ACTION ITEM
Beginning with the first line, please repeat the entries exactly and end on the line that contains "use tokio::process::Command;".

--- SUPPLIED ENTRIES Enclosed Below ---

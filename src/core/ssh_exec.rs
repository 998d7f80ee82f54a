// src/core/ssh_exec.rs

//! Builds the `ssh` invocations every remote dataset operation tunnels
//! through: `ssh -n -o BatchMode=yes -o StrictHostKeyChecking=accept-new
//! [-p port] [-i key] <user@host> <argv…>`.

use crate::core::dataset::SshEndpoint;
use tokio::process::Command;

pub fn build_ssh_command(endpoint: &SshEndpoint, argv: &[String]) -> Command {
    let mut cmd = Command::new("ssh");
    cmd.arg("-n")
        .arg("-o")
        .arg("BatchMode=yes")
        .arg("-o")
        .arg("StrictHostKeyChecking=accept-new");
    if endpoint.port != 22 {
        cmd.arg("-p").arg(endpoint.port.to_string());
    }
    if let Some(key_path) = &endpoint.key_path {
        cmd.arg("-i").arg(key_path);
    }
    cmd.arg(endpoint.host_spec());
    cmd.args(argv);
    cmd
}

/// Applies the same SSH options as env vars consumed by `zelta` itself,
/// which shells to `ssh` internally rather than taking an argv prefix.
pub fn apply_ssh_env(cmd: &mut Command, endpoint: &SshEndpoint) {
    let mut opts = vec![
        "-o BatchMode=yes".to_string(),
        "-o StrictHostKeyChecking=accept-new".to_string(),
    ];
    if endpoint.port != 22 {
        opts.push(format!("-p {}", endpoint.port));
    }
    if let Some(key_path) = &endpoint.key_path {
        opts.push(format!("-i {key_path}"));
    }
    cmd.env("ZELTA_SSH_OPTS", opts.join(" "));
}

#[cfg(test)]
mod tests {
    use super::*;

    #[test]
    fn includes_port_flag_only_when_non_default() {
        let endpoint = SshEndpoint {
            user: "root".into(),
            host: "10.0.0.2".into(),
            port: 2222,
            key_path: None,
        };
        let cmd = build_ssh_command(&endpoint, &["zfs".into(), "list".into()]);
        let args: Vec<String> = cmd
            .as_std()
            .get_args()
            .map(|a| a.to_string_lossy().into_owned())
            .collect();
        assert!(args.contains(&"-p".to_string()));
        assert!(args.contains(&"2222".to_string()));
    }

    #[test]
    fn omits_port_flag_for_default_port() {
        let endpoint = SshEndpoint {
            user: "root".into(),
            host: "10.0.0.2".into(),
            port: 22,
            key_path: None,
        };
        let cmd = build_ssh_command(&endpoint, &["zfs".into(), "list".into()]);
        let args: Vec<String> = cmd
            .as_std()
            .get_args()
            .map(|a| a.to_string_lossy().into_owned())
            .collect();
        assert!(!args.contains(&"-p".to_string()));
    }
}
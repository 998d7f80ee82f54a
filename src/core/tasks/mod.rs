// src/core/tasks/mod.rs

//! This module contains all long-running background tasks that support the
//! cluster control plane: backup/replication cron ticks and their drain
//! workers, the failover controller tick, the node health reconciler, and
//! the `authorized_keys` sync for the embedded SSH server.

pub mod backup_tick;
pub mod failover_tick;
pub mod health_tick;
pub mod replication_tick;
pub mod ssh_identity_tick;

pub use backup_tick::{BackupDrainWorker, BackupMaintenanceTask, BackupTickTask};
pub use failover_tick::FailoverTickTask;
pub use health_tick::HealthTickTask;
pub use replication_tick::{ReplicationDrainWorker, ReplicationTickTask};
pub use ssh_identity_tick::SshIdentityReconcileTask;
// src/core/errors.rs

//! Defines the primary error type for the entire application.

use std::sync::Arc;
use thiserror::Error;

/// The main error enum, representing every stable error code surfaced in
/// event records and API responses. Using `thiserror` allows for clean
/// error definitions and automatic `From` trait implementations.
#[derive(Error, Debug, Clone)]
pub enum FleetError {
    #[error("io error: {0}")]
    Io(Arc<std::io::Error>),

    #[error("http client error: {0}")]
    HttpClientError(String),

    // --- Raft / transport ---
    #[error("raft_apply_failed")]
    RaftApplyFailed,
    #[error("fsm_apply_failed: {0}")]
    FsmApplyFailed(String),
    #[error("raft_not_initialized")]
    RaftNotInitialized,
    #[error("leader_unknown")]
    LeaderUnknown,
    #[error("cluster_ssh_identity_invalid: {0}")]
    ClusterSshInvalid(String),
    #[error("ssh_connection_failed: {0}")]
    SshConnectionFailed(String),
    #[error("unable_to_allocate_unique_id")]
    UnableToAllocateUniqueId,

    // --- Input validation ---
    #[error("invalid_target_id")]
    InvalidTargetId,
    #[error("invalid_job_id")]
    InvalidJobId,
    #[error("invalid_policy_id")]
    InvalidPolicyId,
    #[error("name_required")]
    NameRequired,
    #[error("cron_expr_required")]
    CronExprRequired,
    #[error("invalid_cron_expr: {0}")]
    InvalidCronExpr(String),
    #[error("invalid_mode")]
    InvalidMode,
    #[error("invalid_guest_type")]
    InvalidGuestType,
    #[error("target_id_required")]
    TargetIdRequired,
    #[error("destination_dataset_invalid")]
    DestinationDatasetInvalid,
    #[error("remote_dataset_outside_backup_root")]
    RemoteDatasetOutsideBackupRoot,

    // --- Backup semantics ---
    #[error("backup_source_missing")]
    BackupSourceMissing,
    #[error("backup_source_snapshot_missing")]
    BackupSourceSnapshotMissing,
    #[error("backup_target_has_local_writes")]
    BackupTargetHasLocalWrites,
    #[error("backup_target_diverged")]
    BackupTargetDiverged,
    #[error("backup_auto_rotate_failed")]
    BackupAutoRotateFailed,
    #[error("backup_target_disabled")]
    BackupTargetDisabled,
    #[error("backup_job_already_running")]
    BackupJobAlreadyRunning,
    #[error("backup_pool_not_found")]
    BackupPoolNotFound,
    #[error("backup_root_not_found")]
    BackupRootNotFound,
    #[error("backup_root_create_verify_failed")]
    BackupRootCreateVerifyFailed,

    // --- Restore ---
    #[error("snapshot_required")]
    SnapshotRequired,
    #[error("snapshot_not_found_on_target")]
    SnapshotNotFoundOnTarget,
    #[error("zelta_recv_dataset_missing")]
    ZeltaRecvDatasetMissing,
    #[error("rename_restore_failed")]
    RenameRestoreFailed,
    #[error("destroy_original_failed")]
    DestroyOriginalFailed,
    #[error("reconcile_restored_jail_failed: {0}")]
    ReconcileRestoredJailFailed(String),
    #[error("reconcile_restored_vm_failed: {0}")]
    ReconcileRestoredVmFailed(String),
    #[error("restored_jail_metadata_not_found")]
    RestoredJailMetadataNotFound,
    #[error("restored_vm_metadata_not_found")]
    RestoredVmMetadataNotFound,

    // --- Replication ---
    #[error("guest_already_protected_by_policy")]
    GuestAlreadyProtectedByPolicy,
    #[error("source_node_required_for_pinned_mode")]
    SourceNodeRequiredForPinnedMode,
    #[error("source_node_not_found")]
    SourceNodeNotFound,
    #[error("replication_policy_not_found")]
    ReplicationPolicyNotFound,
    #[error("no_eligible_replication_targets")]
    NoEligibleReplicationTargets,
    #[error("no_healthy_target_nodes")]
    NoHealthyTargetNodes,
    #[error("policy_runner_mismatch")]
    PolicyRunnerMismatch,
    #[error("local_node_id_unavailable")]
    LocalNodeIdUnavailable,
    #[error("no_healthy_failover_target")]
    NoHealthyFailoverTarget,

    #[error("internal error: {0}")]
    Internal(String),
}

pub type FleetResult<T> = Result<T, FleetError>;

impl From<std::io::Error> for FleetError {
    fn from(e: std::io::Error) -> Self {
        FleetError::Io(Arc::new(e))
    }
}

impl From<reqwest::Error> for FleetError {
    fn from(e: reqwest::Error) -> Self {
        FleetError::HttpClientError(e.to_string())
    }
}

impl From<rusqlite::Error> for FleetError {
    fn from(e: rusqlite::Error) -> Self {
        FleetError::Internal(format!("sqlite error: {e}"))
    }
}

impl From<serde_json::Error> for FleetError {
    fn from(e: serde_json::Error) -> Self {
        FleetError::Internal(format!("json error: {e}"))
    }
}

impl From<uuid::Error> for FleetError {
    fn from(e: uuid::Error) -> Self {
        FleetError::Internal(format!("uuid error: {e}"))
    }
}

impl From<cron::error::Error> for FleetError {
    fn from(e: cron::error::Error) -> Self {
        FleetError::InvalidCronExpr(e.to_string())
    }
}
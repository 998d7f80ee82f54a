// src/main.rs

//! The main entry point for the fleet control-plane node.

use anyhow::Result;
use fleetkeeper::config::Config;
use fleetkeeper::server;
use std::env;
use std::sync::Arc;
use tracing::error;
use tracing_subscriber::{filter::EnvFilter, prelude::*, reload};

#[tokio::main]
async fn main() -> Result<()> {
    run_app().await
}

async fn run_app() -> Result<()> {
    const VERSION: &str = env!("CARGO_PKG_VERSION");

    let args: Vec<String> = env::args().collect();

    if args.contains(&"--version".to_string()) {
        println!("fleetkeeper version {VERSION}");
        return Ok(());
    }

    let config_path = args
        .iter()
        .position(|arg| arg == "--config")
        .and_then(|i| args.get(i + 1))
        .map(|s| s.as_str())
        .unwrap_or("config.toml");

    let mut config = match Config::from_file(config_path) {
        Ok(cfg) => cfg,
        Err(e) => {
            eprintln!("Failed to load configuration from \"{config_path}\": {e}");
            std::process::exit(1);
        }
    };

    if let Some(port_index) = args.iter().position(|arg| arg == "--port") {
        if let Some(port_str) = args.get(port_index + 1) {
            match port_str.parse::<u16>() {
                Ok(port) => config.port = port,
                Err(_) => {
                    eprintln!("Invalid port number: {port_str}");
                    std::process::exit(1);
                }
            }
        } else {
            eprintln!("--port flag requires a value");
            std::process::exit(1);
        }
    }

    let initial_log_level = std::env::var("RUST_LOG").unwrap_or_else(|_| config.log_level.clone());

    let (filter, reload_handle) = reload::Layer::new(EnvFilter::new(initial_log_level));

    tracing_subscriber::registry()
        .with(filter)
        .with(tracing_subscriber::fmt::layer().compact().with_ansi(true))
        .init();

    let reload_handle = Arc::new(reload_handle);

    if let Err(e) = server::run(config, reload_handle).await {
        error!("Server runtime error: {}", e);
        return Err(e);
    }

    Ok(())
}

--- End of Enclosed SUPPLIED ENTRIES ---

OUTPUT FOR THIS EXERCISE
filename src/core/ssh_exec.rs
repository 998d7f80ee82f54a
// src/core/ssh_exec.rs

//! Builds the `ssh` invocations every remote dataset operation tunnels
//! through: `ssh -n -o BatchMode=yes -o StrictHostKeyChecking=accept-new
//! [-p port] [-i key] <user@host> <argv…>`.

use crate::core::dataset::SshEndpoint;
use tokio::process::Command;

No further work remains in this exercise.